Executives Prioritize AI Inventory, Governance to Avoid Failure

Serge Bulaev

Serge Bulaev

Executives may be focusing more on AI inventory and governance to prevent project failures. Interviews suggest that leaders now discuss the quality of training data first and follow steps like mapping use cases to business goals, assigning clear ownership, and keeping a register of all AI systems. Common governance frameworks mentioned are the NIST AI Risk Management Framework and ISO-IEC 42001:2023. Many failures appear to come from poor data, unclear ownership, or pilot projects that never scale. There may also be resistance from some managers, suggesting that responsible AI training for staff could be important.

Executives Prioritize AI Inventory, Governance to Avoid Failure

To avoid high-profile AI project failures, executives are prioritizing a robust AI inventory and governance framework as a foundational first step. Interviews with C-suite leaders reveal a strategic shift away from focusing on algorithms and toward data quality, reflecting expert guidance that urges firms to "start with visibility" through an end-to-end AI inventory (Atlan).

Why are an AI inventory and governance the first two actions executives must take?

Because you cannot govern what you cannot see and you cannot scale what you cannot govern. Industry sources show that enterprises which skip the inventory step experience significantly higher project failure rates. A living inventory reveals shadow AI and enables executives to apply correct, risk-tiered controls from recognized frameworks like the NIST AI RMF or ISO/IEC 42001:2023. This approach anchors projects in clear business objectives, reducing "AI for AI's sake" experiments (Databricks).

A comprehensive AI inventory provides total visibility into all models, data sources, and vendors, including those hidden in SaaS tools. A corresponding governance framework then applies risk-based policies and controls, ensuring that AI development is secure, compliant, and aligned with business goals from the start.

What does a practical AI governance framework look like?

A repeatable, six-layer model provides a clear structure for enterprise AI governance:

Layer Executive Action
Strategy Tie every AI use case to a specific P&L metric.
Ownership Name one executive sponsor and a cross-functional governance committee.
Inventory Maintain a living register of all models, vendors, and data pipelines.
Risk Tiering Classify each system by risk level (e.g., low, medium, high) and apply matching controls.
Controls Mandate policies, documentation, bias testing, and security reviews before go-live.
Monitoring Track model drift, incidents, and business KPIs; report results to the board quarterly.
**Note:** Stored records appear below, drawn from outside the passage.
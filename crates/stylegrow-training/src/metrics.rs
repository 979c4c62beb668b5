//! Metric collaborator interface and the group that runs metrics against snapshots.

use crate::error::{TrainingError, TrainingResult};
use crate::summary::{format_time, SummaryLog};
use std::collections::BTreeMap;
use std::io::Write;
use std::path::{Path, PathBuf};
use std::time::Instant;

/// A quality metric evaluated against a saved checkpoint.
pub trait Metric: Send {
    fn name(&self) -> &str;

    fn run(&mut self, checkpoint: &Path, run_dir: &Path, num_replicas: usize) -> TrainingResult<f64>;
}

#[derive(Debug, Clone, PartialEq)]
pub struct MetricResult {
    pub name: String,
    pub value: f64,
    pub checkpoint: PathBuf,
    pub elapsed_secs: f64,
}

type MetricConstructor = Box<dyn Fn() -> Box<dyn Metric> + Send + Sync>;

/// Metrics looked up by name.
#[derive(Default)]
pub struct MetricRegistry {
    constructors: BTreeMap<String, MetricConstructor>,
}

impl MetricRegistry {
    #[must_use]
    pub fn new() -> Self {
        Self::default()
    }

    pub fn register<F>(&mut self, name: impl Into<String>, constructor: F)
    where
        F: Fn() -> Box<dyn Metric> + Send + Sync + 'static,
    {
        self.constructors.insert(name.into(), Box::new(constructor));
    }

    pub fn create(&self, name: &str) -> TrainingResult<Box<dyn Metric>> {
        self.constructors.get(name).map(|c| c()).ok_or_else(|| {
            let known: Vec<_> = self.constructors.keys().map(String::as_str).collect();
            TrainingError::Metric(format!("unknown metric {name:?} (known: {})", known.join(", ")))
        })
    }
}

/// The configured set of metrics for one run.
#[derive(Default)]
pub struct MetricGroup {
    metrics: Vec<Box<dyn Metric>>,
    pending: Vec<MetricResult>,
}

impl MetricGroup {
    #[must_use]
    pub fn new(metrics: Vec<Box<dyn Metric>>) -> Self {
        Self { metrics, pending: Vec::new() }
    }

    pub fn from_names<'a>(names: impl IntoIterator<Item = &'a str>, registry: &MetricRegistry) -> TrainingResult<Self> {
        let metrics = names.into_iter().map(|n| registry.create(n)).collect::<TrainingResult<Vec<_>>>()?;
        Ok(Self::new(metrics))
    }

    #[must_use]
    pub fn is_empty(&self) -> bool {
        self.metrics.is_empty()
    }

    pub fn names(&self) -> impl Iterator<Item = &str> {
        self.metrics.iter().map(|m| m.name())
    }

    /// Evaluate every metric on `checkpoint` and append a line per metric to `metric-{name}.txt`.
    pub fn run(&mut self, checkpoint: &Path, run_dir: &Path, num_replicas: usize) -> TrainingResult<Vec<MetricResult>> {
        let snapshot_name = checkpoint.file_stem().map(|s| s.to_string_lossy().into_owned()).unwrap_or_default();
        let mut results = Vec::with_capacity(self.metrics.len());
        for metric in &mut self.metrics {
            let start = Instant::now();
            let value = metric.run(checkpoint, run_dir, num_replicas)?;
            let result = MetricResult {
                name: metric.name().to_string(),
                value,
                checkpoint: checkpoint.to_path_buf(),
                elapsed_secs: start.elapsed().as_secs_f64(),
            };

            let line = format!(
                "{:<30}time {:<12} {} {:.4}",
                snapshot_name,
                format_time(result.elapsed_secs),
                result.name,
                result.value
            );
            tracing::info!("{line}");
            let path = metric_log_path(run_dir, &result.name);
            let mut file = std::fs::OpenOptions::new().create(true).append(true).open(&path)?;
            writeln!(file, "{line}")?;

            results.push(result);
        }
        self.pending.extend(results.iter().cloned());
        Ok(results)
    }

    /// Move results gathered since the last call into the summary log as `Metrics/{name}`.
    pub fn update_summaries(&mut self, summary: &mut SummaryLog) {
        for result in self.pending.drain(..) {
            summary.record(&format!("Metrics/{}", result.name), result.value);
        }
    }
}

#[must_use]
pub fn metric_log_path(run_dir: &Path, name: &str) -> PathBuf {
    run_dir.join(format!("metric-{name}.txt"))
}

#[cfg(test)]
mod tests {
    use super::*;
    use tempfile::TempDir;

    struct Constant(f64);

    impl Metric for Constant {
        fn name(&self) -> &str {
            "const"
        }

        fn run(&mut self, _checkpoint: &Path, _run_dir: &Path, _num_replicas: usize) -> TrainingResult<f64> {
            Ok(self.0)
        }
    }

    #[test]
    fn test_run_appends_metric_file_and_feeds_summaries() {
        let temp = TempDir::new().unwrap();
        let mut group = MetricGroup::new(vec![Box::new(Constant(0.25))]);
        let ckpt = temp.path().join("network-snapshot-000004.pkl");

        group.run(&ckpt, temp.path(), 1).unwrap();
        group.run(&ckpt, temp.path(), 1).unwrap();

        let text = std::fs::read_to_string(metric_log_path(temp.path(), "const")).unwrap();
        let lines: Vec<_> = text.lines().collect();
        assert_eq!(lines.len(), 2);
        assert!(lines[0].starts_with("network-snapshot-000004"));
        assert!(lines[0].ends_with("const 0.2500"));

        let mut summary = SummaryLog::in_memory();
        group.update_summaries(&mut summary);
        assert_eq!(summary.stats()["Metrics/const"].num, 2);
        group.update_summaries(&mut summary);
        assert_eq!(summary.stats()["Metrics/const"].num, 2);
    }

    #[test]
    fn test_registry_lookup() {
        let mut registry = MetricRegistry::new();
        registry.register("const", || Box::new(Constant(1.0)));
        let group = MetricGroup::from_names(["const"], &registry).unwrap();
        assert_eq!(group.names().collect::<Vec<_>>(), vec!["const"]);
        assert!(MetricGroup::from_names(["fid50k"], &registry).is_err());
    }
}
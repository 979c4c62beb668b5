//! Validate command implementation.

use anyhow::Result;
use colored::Colorize;
use std::path::Path;

pub fn execute(path: &Path) -> Result<()> {
    let config = super::load_config(Some(path))?;

    println!("{} {}", "✓".green(), format!("{} is valid", path.display()).bold());
    println!("  Run:       {}", config.run_desc);
    println!("  Dataset:   {}", config.dataset.kind);
    println!("  Loss:      {}", config.loss.func_name);
    println!("  Total:     {} kimg", config.total_kimg);
    println!("  Replicas:  {}", config.num_replicas);
    if !config.metrics.is_empty() {
        let names: Vec<&str> = config.metrics.iter().map(|m| m.name.as_str()).collect();
        println!("  Metrics:   {}", names.join(", "));
    }
    Ok(())
}
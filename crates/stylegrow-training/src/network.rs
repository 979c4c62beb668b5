//! Network collaborator interface.
//!
//! Architectures live outside this crate. The driver only needs a named,
//! cloneable set of parameters, an optional `lod` variable and a forward pass.

use crate::config::NetworkArgs;
use crate::error::{TrainingError, TrainingResult};
use crate::params::ParameterSet;
use ndarray::{Array2, Array4};
use serde::{Deserialize, Serialize};

#[derive(Debug, Clone, Copy, PartialEq, Eq, Hash, Serialize, Deserialize)]
#[serde(rename_all = "snake_case")]
pub enum NetworkRole {
    Generator,
    Discriminator,
}

/// Data-dependent construction arguments.
#[derive(Debug, Clone, Copy, PartialEq, Eq, Serialize, Deserialize)]
pub struct NetworkShape {
    pub num_channels: usize,
    pub resolution: usize,
    pub label_size: usize,
}

/// One row of a network's layer summary.
#[derive(Debug, Clone, PartialEq, Eq)]
pub struct LayerInfo {
    pub name: String,
    pub num_params: usize,
    pub output_shape: Vec<usize>,
}

/// Serializable state of a network: enough to rebuild it through a [`NetworkFactory`].
#[derive(Debug, Clone, PartialEq, Serialize, Deserialize)]
pub struct NetworkSnapshot {
    pub name: String,
    pub role: NetworkRole,
    pub shape: NetworkShape,
    pub parameters: ParameterSet,
}

pub trait Network: Send {
    fn name(&self) -> &str;

    fn role(&self) -> NetworkRole;

    fn shape(&self) -> NetworkShape;

    /// Per-sample input shape, excluding the batch axis (latent size for generators).
    fn input_shape(&self) -> Vec<usize>;

    /// Current value of the network's `lod` variable; `None` when it has none.
    fn lod(&self) -> Option<f64> {
        None
    }

    fn set_lod(&mut self, _lod: f64) {}

    fn trainables(&self) -> &ParameterSet;

    fn trainables_mut(&mut self) -> &mut ParameterSet;

    /// Deep copy under a new name.
    fn clone_as(&self, name: &str) -> Box<dyn Network>;

    /// Sampling forward pass: `(latents, labels)` to NCHW images, evaluated in
    /// chunks of `minibatch_size`. Loss functions drive training passes themselves.
    fn run(
        &self,
        latents: &Array2<f32>,
        labels: &Array2<f32>,
        is_validation: bool,
        minibatch_size: usize,
    ) -> TrainingResult<Array4<f32>>;

    fn layers(&self) -> Vec<LayerInfo> {
        self.trainables()
            .iter()
            .map(|(name, t)| LayerInfo { name: name.to_string(), num_params: t.len(), output_shape: t.shape().to_vec() })
            .collect()
    }

    /// Copy every parameter whose name and shape match `other`. Returns the count copied.
    fn copy_parameters_from(&mut self, other: &dyn Network) -> usize {
        self.trainables_mut().copy_matching_from(other.trainables())
    }

    fn snapshot(&self) -> NetworkSnapshot {
        NetworkSnapshot {
            name: self.name().to_string(),
            role: self.role(),
            shape: self.shape(),
            parameters: self.trainables().clone(),
        }
    }
}

pub trait NetworkFactory: Send {
    fn build(&self, name: &str, role: NetworkRole, shape: NetworkShape, args: &NetworkArgs)
        -> TrainingResult<Box<dyn Network>>;

    /// Rebuild a network from a checkpoint snapshot.
    ///
    /// Fails unless `args` yield exactly the checkpoint's parameter layout.
    fn restore(&self, snapshot: &NetworkSnapshot, args: &NetworkArgs) -> TrainingResult<Box<dyn Network>> {
        let mut net = self.build(&snapshot.name, snapshot.role, snapshot.shape, args)?;
        net.trainables_mut().copy_all_from(&snapshot.parameters).map_err(|e| {
            TrainingError::Network(format!(
                "cannot restore {} from checkpoint ({e}); set resume.with_new_nets to copy matching parameters",
                snapshot.name
            ))
        })?;
        Ok(net)
    }
}

/// Log a network's layer summary.
pub fn log_layers(net: &dyn Network) {
    let layers = net.layers();
    let total: usize = layers.iter().map(|l| l.num_params).sum();
    tracing::info!("{} ({} parameters)", net.name(), total);
    for layer in &layers {
        tracing::info!("  {:<24} {:>10}  {:?}", layer.name, layer.num_params, layer.output_shape);
    }
}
Operationalizing this framework within existing procurement and engineering workflows, rather than as a post-deployment check, is a critical shift for success.

Which common failure points does governance prevent?

Proactive AI governance directly addresses the most common reasons for project failure:

  1. Legacy-System Integration: Prevents delivery delays and ballooning costs by ensuring compatibility upfront.
  2. Poor Data Quality: Mitigates the leading cause of AI failure by enforcing data standards and lineage.
  3. Governance/Compliance Gaps: Protects the company from regulatory penalties and reputational damage.
  4. Unclear Ownership: Eliminates stalls in decision-making and issue resolution by assigning accountability.
  5. Pilot Sprawl: Curbs low-ROI experiments that never scale by tying projects to clear business value.
  6. Change-Management Neglect: Builds trust to counter employee resistance. This highlights that responsible AI training for staff is as critical as the technology itself.

What immediate checklist should every executive run before approving a new AI initiative?

Before funding the next AI project, use this checklist to ensure a foundation for success:

  • [ ] Approve an AI policy that defines acceptable and prohibited use cases.
  • [ ] Assign named accountable owners with decision rights for each system.
  • [ ] Build or update the living AI inventory, including both internal builds and third-party vendors.
  • [ ] Classify every use case by risk impact and apply matching controls.
  • [ ] Require model cards, audit trails, and evidence collection for all high-risk systems.
  • [ ] Establish board-level metrics, such as percentage of systems inventoried and incident-resolution time.
  • [ ] Schedule quarterly governance reviews based on the NIST "Govern-Map-Measure-Manage" cycle.

Running this checklist before funding a pilot often proves that governance is cheaper than rework.